**About this task:** Below are entries; count the lines among them that contain the word "searches", and give only the count.
[Supplied material — start]
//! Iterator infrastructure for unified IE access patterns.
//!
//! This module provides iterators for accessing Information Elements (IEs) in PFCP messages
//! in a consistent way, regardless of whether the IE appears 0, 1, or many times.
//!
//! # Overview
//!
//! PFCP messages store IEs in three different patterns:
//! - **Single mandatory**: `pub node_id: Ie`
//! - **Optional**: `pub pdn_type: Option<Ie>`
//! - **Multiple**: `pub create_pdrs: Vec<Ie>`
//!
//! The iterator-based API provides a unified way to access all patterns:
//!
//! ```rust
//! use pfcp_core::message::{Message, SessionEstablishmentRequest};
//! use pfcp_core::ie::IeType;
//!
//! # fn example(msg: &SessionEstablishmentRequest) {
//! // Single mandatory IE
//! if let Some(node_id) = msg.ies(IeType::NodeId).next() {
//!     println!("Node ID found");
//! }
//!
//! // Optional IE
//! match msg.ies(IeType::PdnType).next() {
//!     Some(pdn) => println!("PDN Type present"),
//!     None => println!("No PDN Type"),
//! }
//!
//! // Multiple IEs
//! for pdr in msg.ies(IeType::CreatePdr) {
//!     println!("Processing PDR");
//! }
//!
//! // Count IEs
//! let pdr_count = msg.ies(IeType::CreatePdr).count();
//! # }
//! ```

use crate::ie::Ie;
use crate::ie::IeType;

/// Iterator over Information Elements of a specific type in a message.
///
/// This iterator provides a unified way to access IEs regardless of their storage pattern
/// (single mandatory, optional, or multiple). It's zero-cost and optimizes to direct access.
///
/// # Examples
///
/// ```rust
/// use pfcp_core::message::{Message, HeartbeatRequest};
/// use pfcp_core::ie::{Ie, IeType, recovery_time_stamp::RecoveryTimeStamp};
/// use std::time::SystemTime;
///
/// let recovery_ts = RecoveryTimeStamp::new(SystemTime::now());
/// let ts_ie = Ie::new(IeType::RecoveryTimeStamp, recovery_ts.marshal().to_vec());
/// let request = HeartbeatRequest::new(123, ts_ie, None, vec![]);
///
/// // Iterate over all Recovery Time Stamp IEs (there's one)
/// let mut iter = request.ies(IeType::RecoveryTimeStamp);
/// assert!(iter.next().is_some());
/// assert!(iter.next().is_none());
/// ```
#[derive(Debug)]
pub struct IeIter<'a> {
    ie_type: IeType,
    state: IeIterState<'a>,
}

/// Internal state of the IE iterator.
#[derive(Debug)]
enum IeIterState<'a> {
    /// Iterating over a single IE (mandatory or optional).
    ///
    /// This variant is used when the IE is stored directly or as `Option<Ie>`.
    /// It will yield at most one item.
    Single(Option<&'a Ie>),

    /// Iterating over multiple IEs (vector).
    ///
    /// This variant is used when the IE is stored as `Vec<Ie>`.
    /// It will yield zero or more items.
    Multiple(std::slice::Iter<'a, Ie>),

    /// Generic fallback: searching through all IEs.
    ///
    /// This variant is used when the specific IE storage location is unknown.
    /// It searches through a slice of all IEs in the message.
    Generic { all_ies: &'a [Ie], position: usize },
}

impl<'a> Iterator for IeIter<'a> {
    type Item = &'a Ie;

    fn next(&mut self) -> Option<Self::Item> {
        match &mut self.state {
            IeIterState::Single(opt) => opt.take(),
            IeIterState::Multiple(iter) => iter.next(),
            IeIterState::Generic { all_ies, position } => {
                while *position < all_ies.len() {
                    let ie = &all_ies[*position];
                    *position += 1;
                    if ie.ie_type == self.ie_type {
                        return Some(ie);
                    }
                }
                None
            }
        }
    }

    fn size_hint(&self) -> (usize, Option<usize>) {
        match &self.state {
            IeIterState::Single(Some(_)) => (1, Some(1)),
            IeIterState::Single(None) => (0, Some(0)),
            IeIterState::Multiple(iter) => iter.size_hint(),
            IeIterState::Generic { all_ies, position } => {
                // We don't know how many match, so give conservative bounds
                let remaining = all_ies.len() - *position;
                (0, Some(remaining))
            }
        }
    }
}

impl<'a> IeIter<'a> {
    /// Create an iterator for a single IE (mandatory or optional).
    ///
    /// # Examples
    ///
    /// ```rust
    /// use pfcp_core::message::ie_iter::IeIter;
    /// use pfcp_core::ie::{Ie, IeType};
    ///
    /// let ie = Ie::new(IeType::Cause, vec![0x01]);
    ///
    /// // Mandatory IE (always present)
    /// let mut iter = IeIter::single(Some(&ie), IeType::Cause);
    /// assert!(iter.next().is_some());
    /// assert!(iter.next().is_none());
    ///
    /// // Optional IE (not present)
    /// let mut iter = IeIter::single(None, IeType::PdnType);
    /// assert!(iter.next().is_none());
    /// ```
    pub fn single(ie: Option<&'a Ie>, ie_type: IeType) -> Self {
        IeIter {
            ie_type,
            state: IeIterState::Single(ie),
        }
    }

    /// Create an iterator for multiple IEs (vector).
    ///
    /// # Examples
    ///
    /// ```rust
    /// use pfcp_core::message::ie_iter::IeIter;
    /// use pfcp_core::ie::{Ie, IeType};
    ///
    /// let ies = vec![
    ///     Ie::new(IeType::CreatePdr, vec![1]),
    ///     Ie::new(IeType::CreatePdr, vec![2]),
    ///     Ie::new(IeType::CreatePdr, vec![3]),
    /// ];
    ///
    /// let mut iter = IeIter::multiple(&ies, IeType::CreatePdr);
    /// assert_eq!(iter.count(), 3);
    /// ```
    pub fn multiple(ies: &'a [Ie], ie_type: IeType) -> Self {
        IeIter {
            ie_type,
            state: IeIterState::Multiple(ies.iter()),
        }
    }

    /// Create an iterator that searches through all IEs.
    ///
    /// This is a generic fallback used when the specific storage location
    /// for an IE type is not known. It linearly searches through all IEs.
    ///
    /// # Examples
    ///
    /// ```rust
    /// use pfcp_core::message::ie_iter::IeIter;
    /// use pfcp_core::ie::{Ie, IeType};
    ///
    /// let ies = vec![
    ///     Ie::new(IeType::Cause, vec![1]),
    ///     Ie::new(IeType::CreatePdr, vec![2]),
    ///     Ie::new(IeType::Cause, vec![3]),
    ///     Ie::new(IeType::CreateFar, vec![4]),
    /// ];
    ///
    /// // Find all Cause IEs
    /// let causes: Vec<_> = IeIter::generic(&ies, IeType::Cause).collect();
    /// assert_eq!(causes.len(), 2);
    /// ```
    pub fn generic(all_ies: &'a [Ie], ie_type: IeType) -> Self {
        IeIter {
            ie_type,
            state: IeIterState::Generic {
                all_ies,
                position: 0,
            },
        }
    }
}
[Supplied material — finish]
**Written reply:** 3